> **Directions**: For the entries below, repeat exactly each line starting with the one that contains "filename crates/notifuse-core/src/broadcast/validation.rs" and going on through the one that contains "let name = broadcast.name.trim();", and no others.

---------- Supplied information

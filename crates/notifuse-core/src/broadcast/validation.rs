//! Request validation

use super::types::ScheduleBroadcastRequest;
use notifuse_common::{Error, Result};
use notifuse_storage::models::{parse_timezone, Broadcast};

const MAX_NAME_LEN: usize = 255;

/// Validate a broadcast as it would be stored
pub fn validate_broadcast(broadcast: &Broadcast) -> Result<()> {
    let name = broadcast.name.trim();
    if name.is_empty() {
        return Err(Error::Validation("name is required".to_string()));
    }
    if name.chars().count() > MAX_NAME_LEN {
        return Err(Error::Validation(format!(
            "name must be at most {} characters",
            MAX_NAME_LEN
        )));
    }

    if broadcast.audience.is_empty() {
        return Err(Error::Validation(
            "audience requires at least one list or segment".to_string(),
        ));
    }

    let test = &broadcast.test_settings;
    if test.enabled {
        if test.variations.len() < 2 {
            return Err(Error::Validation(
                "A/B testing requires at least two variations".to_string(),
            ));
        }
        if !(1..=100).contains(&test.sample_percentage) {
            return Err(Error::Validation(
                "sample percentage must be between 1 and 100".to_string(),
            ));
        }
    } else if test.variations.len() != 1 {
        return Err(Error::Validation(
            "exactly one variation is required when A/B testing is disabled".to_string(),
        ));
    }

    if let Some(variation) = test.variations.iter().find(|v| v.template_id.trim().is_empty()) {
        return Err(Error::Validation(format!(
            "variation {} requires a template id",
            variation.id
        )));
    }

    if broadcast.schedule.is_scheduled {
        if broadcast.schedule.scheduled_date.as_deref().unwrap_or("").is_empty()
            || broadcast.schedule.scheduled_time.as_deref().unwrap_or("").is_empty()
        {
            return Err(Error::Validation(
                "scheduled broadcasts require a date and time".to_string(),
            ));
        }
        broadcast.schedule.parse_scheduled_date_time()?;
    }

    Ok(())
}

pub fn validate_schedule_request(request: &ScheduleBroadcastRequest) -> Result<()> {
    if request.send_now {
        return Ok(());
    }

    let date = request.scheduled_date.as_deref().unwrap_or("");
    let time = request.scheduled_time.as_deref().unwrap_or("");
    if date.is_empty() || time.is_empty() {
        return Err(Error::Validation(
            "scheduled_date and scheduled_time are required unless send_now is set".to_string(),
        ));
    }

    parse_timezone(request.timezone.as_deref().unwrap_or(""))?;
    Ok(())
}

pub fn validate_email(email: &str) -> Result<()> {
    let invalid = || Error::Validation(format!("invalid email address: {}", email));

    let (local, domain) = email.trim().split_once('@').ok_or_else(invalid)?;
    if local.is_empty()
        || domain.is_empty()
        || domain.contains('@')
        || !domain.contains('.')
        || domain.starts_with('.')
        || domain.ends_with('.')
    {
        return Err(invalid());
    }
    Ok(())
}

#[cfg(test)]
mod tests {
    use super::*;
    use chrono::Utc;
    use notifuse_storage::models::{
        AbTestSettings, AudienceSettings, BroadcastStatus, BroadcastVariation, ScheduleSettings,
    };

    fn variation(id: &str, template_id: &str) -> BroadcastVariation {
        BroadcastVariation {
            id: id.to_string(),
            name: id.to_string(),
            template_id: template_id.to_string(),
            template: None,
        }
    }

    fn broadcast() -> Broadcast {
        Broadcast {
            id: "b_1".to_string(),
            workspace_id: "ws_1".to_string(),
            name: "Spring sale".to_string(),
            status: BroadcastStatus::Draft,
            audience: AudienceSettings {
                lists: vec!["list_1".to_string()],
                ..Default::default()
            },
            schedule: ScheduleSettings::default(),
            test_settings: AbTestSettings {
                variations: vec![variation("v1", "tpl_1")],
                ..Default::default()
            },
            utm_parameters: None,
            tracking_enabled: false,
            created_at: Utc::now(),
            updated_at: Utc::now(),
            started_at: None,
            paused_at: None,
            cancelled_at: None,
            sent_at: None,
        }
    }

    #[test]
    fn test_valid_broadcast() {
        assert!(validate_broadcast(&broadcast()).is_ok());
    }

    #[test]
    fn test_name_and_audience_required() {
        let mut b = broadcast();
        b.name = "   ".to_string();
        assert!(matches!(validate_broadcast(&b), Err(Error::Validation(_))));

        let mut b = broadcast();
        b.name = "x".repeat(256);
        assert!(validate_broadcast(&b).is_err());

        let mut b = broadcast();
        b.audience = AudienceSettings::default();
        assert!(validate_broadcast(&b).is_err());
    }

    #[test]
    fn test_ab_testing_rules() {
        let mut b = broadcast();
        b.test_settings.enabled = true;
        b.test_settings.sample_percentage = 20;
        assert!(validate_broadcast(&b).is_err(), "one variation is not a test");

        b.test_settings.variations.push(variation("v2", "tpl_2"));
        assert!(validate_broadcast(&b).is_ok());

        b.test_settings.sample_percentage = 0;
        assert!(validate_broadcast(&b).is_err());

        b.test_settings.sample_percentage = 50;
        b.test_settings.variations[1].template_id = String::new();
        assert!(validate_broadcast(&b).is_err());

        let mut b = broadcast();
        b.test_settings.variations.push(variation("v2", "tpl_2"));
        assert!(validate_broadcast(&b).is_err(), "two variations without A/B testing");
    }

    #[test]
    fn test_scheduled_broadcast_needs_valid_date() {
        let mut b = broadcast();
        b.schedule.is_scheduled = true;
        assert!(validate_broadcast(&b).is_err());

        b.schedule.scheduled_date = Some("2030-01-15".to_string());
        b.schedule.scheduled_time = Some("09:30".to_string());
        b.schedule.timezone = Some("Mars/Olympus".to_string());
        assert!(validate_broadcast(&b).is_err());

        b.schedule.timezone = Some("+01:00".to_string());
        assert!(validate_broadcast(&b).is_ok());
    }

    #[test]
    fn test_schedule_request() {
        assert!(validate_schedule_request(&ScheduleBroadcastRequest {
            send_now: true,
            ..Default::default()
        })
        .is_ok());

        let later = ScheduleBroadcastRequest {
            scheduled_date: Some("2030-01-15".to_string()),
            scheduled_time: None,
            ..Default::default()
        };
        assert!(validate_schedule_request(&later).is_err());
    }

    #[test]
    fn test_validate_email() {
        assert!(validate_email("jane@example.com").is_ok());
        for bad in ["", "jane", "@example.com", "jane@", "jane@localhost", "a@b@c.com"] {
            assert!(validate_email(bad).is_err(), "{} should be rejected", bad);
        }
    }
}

--------------------
---------- Supplied information

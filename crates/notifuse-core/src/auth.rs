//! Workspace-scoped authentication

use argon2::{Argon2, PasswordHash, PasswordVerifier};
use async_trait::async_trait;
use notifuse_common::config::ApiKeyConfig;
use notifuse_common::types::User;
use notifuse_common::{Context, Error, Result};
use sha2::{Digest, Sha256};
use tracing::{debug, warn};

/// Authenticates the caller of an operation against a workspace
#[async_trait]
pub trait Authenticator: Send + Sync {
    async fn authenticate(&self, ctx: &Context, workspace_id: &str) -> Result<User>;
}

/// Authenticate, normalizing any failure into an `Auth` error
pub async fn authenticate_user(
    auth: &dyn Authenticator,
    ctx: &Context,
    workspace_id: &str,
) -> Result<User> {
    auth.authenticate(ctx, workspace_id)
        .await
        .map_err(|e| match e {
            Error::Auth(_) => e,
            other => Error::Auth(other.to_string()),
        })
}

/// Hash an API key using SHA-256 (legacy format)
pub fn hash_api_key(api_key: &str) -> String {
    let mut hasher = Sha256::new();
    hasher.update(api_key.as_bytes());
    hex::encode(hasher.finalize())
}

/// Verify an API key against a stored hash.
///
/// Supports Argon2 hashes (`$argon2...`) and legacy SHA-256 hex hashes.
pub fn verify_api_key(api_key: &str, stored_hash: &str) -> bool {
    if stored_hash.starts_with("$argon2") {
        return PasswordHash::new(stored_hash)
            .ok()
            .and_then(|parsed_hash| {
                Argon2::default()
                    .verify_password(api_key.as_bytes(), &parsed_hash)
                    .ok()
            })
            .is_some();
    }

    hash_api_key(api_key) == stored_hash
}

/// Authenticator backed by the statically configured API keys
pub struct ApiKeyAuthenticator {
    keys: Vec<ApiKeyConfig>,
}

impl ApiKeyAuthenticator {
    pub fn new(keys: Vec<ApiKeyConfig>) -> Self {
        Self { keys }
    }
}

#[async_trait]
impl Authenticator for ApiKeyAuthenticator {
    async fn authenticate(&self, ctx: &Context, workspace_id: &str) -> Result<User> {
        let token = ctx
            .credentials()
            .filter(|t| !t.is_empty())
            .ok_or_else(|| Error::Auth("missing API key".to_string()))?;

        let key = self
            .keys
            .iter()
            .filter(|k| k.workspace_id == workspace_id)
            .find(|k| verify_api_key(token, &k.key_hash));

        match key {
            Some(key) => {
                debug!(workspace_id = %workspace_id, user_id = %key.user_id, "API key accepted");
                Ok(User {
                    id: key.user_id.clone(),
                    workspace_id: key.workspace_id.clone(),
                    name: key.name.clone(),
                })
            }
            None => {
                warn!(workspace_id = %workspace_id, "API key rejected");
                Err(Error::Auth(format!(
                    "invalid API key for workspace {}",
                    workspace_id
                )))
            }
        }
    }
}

--------------------

> **Your solution**:
filename crates/notifuse-core/src/broadcast/validation.rs
//! Request validation

use super::types::ScheduleBroadcastRequest;
use notifuse_common::{Error, Result};
use notifuse_storage::models::{parse_timezone, Broadcast};

const MAX_NAME_LEN: usize = 255;

/// Validate a broadcast as it would be stored
pub fn validate_broadcast(broadcast: &Broadcast) -> Result<()> {
    let name = broadcast.name.trim();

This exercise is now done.